Бет имеет множество грамот, получила признание за годы учебы. Она была лучшей выпускницей в старшей школе и получила грант на обучение в колледже за отличные успехи в учебе. Бет часто вспоминала гордое выражение лица ее отца – иммигранта, мечтой которого было увидеть, как его дети идут учиться в колледж и живут лучшей жизнью, чем он сам, – когда она прошла мимо него в своем студенческом берете и плаще в день выпускного. В коротком интервью она сказала: «Я не могла сама выбирать, что мне носить. У меня не было вечеринок, свиданий и походов в кино. Но возможность увидеть счастье, которое я смогла принести этому человеку, стоило всего того одиночества».

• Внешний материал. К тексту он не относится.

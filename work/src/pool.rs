//! Local proof-of-work pool.
//!
//! A fixed set of worker threads cooperates on one job at a time: each scans
//! nonces from a random offset and the first hit wins. Remaining threads
//! observe the completion flag between batches and move on. Jobs queue FIFO;
//! `cancel` resolves a job with `None` without wasting further cycles on it.

use rand::{Rng, SeedableRng};
use raze_types::BlockHash;
use std::collections::VecDeque;
use std::sync::atomic::{AtomicBool, AtomicU64, Ordering};
use std::sync::{Arc, Condvar, Mutex};
use std::thread;

use crate::work_value;

/// Nonces scanned between completion-flag checks.
const BATCH: u64 = 4096;

type Callback = Box<dyn FnOnce(Option<u64>) + Send>;

struct Job {
    id: u64,
    root: BlockHash,
    threshold: u64,
    completed: Arc<AtomicBool>,
    callback: Option<Callback>,
}

#[derive(Default)]
struct PoolState {
    jobs: VecDeque<Job>,
    stopped: bool,
}

struct Shared {
    state: Mutex<PoolState>,
    condition: Condvar,
}

/// Threaded nonce search, one job at a time, first hit wins.
pub struct WorkPool {
    shared: Arc<Shared>,
    threads: Mutex<Vec<thread::JoinHandle<()>>>,
    next_id: AtomicU64,
}

impl WorkPool {
    /// Spin up `count` worker threads (typically one per hardware thread).
    pub fn new(count: usize) -> Arc<Self> {
        let shared = Arc::new(Shared {
            state: Mutex::new(PoolState::default()),
            condition: Condvar::new(),
        });
        let pool = Arc::new(Self {
            shared: shared.clone(),
            threads: Mutex::new(Vec::new()),
            next_id: AtomicU64::new(0),
        });
        let mut threads = pool.threads.lock().unwrap_or_else(|e| e.into_inner());
        for index in 0..count.max(1) {
            let shared = shared.clone();
            threads.push(
                thread::Builder::new()
                    .name(format!("work {index}"))
                    .spawn(move || worker_loop(shared, index as u64))
                    .expect("spawning a named thread only fails on OOM"),
            );
        }
        drop(threads);
        pool
    }

    /// Queue a generation request; `callback` fires with the nonce, or with
    /// `None` if the job is cancelled or the pool stops.
    pub fn generate(&self, root: BlockHash, threshold: u64, callback: impl FnOnce(Option<u64>) + Send + 'static) {
        let id = self.next_id.fetch_add(1, Ordering::Relaxed);
        let mut state = self.shared.state.lock().unwrap_or_else(|e| e.into_inner());
        if state.stopped {
            drop(state);
            callback(None);
            return;
        }
        state.jobs.push_back(Job {
            id,
            root,
            threshold,
            completed: Arc::new(AtomicBool::new(false)),
            callback: Some(Box::new(callback)),
        });
        self.shared.condition.notify_all();
    }

    /// Generate synchronously on the calling thread's behalf.
    pub fn generate_blocking(&self, root: BlockHash, threshold: u64) -> Option<u64> {
        let (tx, rx) = std::sync::mpsc::channel();
        self.generate(root, threshold, move |nonce| {
            let _ = tx.send(nonce);
        });
        rx.recv().ok().flatten()
    }

    /// Abandon any queued or in-flight job for `root`; its callback resolves
    /// with `None`.
    pub fn cancel(&self, root: &BlockHash) {
        let mut cancelled = Vec::new();
        {
            let mut state = self.shared.state.lock().unwrap_or_else(|e| e.into_inner());
            let mut index = 0;
            while index < state.jobs.len() {
                if state.jobs[index].root == *root {
                    let mut job = state.jobs.remove(index).expect("index checked");
                    job.completed.store(true, Ordering::SeqCst);
                    if let Some(callback) = job.callback.take() {
                        cancelled.push(callback);
                    }
                } else {
                    index += 1;
                }
            }
        }
        for callback in cancelled {
            callback(None);
        }
    }

    /// Stop the pool: pending jobs resolve with `None`, threads join.
    pub fn stop(&self) {
        let mut pending = Vec::new();
        {
            let mut state = self.shared.state.lock().unwrap_or_else(|e| e.into_inner());
            if state.stopped {
                return;
            }
            state.stopped = true;
            while let Some(mut job) = state.jobs.pop_front() {
                job.completed.store(true, Ordering::SeqCst);
                if let Some(callback) = job.callback.take() {
                    pending.push(callback);
                }
            }
            self.shared.condition.notify_all();
        }
        for callback in pending {
            callback(None);
        }
        let mut threads = self.threads.lock().unwrap_or_else(|e| e.into_inner());
        for handle in threads.drain(..) {
            let _ = handle.join();
        }
    }
}

fn worker_loop(shared: Arc<Shared>, thread_index: u64) {
    let mut rng = rand::rngs::StdRng::from_entropy();
    loop {
        // Snapshot the front job, or sleep until one arrives.
        let (id, root, threshold, completed) = {
            let mut state = shared.state.lock().unwrap_or_else(|e| e.into_inner());
            loop {
                if state.stopped {
                    return;
                }
                if let Some(job) = state.jobs.front() {
                    break (job.id, job.root, job.threshold, job.completed.clone());
                }
                state = shared
                    .condition
                    .wait(state)
                    .unwrap_or_else(|e| e.into_inner());
            }
        };

        let mut nonce: u64 = rng.gen::<u64>().wrapping_add(thread_index);
        while !completed.load(Ordering::SeqCst) {
            let mut found = None;
            for _ in 0..BATCH {
                if work_value(&root, nonce) >= threshold {
                    found = Some(nonce);
                    break;
                }
                nonce = nonce.wrapping_add(1);
            }
            if let Some(nonce) = found {
                if !completed.swap(true, Ordering::SeqCst) {
                    let callback = {
                        let mut state =
                            shared.state.lock().unwrap_or_else(|e| e.into_inner());
                        match state.jobs.front_mut() {
                            Some(job) if job.id == id => {
                                let callback = job.callback.take();
                                state.jobs.pop_front();
                                shared.condition.notify_all();
                                callback
                            }
                            _ => None,
                        }
                    };
                    if let Some(callback) = callback {
                        callback(Some(nonce));
                    }
                }
                break;
            }
        }
        // Job finished or cancelled; make sure it left the queue before the
        // next iteration picks a job.
        let mut state = shared.state.lock().unwrap_or_else(|e| e.into_inner());
        if let Some(job) = state.jobs.front() {
            if job.id == id && job.completed.load(Ordering::SeqCst) {
                state.jobs.pop_front();
            }
        }
    }
}

#[cfg(test)]
mod tests {
    use super::*;
    use raze_types::NetworkId;

    const TEST_THRESHOLD: u64 = 0xff00_0000_0000_0000;

    #[test]
    fn test_threshold_matches_network() {
        assert_eq!(TEST_THRESHOLD, NetworkId::Test.work_threshold());
    }

    #[test]
    fn blocking_generation_meets_threshold() {
        let pool = WorkPool::new(2);
        let root = BlockHash::new([1u8; 32]);
        let nonce = pool.generate_blocking(root, TEST_THRESHOLD).unwrap();
        assert!(crate::work_validate(&root, nonce, TEST_THRESHOLD));
        pool.stop();
    }

    #[test]
    fn async_callback_fires() {
        let pool = WorkPool::new(2);
        let root = BlockHash::new([2u8; 32]);
        let (tx, rx) = std::sync::mpsc::channel();
        pool.generate(root, TEST_THRESHOLD, move |nonce| {
            let _ = tx.send(nonce);
        });
        let nonce = rx
            .recv_timeout(std::time::Duration::from_secs(30))
            .unwrap()
            .unwrap();
        assert!(crate::work_validate(&root, nonce, TEST_THRESHOLD));
        pool.stop();
    }

    #[test]
    fn stop_resolves_pending_jobs_with_none() {
        let pool = WorkPool::new(1);
        // An impossible job keeps the worker busy scanning.
        let (tx, rx) = std::sync::mpsc::channel();
        pool.generate(BlockHash::new([3u8; 32]), u64::MAX, move |nonce| {
            let _ = tx.send(nonce);
        });
        pool.stop();
        assert_eq!(
            rx.recv_timeout(std::time::Duration::from_secs(30)).unwrap(),
            None
        );
    }

    #[test]
    fn cancel_resolves_queued_job() {
        let pool = WorkPool::new(1);
        let root = BlockHash::new([4u8; 32]);
        // Occupy the single worker with an impossible job, then queue and
        // cancel a second one.
        pool.generate(BlockHash::new([5u8; 32]), u64::MAX, |_| {});
        let (tx, rx) = std::sync::mpsc::channel();
        pool.generate(root, TEST_THRESHOLD, move |nonce| {
            let _ = tx.send(nonce);
        });
        pool.cancel(&root);
        assert_eq!(
            rx.recv_timeout(std::time::Duration::from_secs(30)).unwrap(),
            None
        );
        pool.stop();
    }

    #[test]
    fn stop_is_idempotent() {
        let pool = WorkPool::new(1);
        pool.stop();
        pool.stop();
    }
}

Так что же не так с этой историей, можете спросить вы? Вероятно, это отсутствие баланса и по-настоящему определенного «Я». Бет указала на то, что ее эмоциональный опыт заключался в неспособности иметь подлинное ощущение себя. Она всегда чувствовала, что должна быть той, какой ее хотят видеть другие. Это заставляло ее постоянно убегать от чувства вины, если она кого-то подвела или разочаровала. Бет даже боялась, что может передать эти черты своим дочерям. Даже сейчас, когда она сталкивается с Луисом на светском мероприятии, появляется беспокойство, Бет чувствует ком в горле, какое-то неприятное ощущение в животе, когда она делает свой реверанс для могущественного мастера, готовая согласиться с чем угодно, что он может изречь.
Венди, терапевт
Хорошо, теперь моя очередь. В начале терапии у Луиса была предсказуемая привычка опаздывать на пять-десять минут, а после – требовать дополнительного времени в конце сессии. «Что такого в том, чтобы дать мне дополнительные пять или десять минут? Это же важно! Видите, вы такая же, как все терапевты или даже юристы в этом вопросе. Это бизнес: время вышло, оплатите. Вам следует дать мне несколько дополнительных минут, когда я в этом нуждаюсь». Иногда он просто игнорировал меня и продолжал говорить, несмотря на объявление об окончании сессии. Многие терапевты имеют схемы самопожертвования или подчинения, или обе эти схемы. Поэтому задача быть убедительным и устанавливать границы может быть затруднительной.
Мне пришлось найти способ преодолеть свой гнев из-за вседозволенности Луиса, равно как и чувство вины за то, что я не уступаю его требованиям получить дополнительное время. В конце концов я приняла маленького Луиса и его потребности ощущать себя особенным, чувствовать заботу наравне с его многолетним опытом получения того, что он хочет, и сказала ему: «Луис, если вы имеете в виду, что я не смогла позаботиться о вас из-за временных ограничений нашей сессии, подумайте над следующим: вы можете платить мне только за мое время и профессионализм, забота идет бесплатно. Даже
Я пыталась донести до Луиса, что не видела в этой ситуации его вины. Но я давала понять, что его поведение – его собственная ответственность: «Я знаю, что это сложно для вас. Никто раньше никогда не помогал вам мириться с чувствами разочарования или отчаяния. Вас заставили поверить в особые привилегии и превосходство над другими. Вас научили тому, что правила, прописанные для всех, на вас не распространяются. Так что это не ваша вина, Луис. Но чтобы строить те отношения, которые для вас комфортны, нужно работать над этими убеждениями и поведением. Иначе вы будете продолжать отпугивать от себя людей. Давайте попробуем еще раз: расскажите мне о том разочаровании, которое вы испытываете, когда наше время подходит к концу».
Луис, которому удалось выслушать меня почти без закатывания глаз, вздохнул и с трудом ответил: «Кажется, что время проходит так быстро, и иногда – хорошо, часто я хочу побыть здесь подольше, чтобы закончить мысль или сказать вам о чем-то еще. Меня расстраивает необходимость остановиться, когда вы говорите мне об этом. В итоге у меня остается чувство отвержения и контроля, несмотря на то что я верю: вы стараетесь помочь». Я поблагодарила его за мужественную открытость и заверила в том, что понимаю, почему он так себя чувствует, учитывая его жизненные темы и ограничения, присущие отношениям в рамках терапии.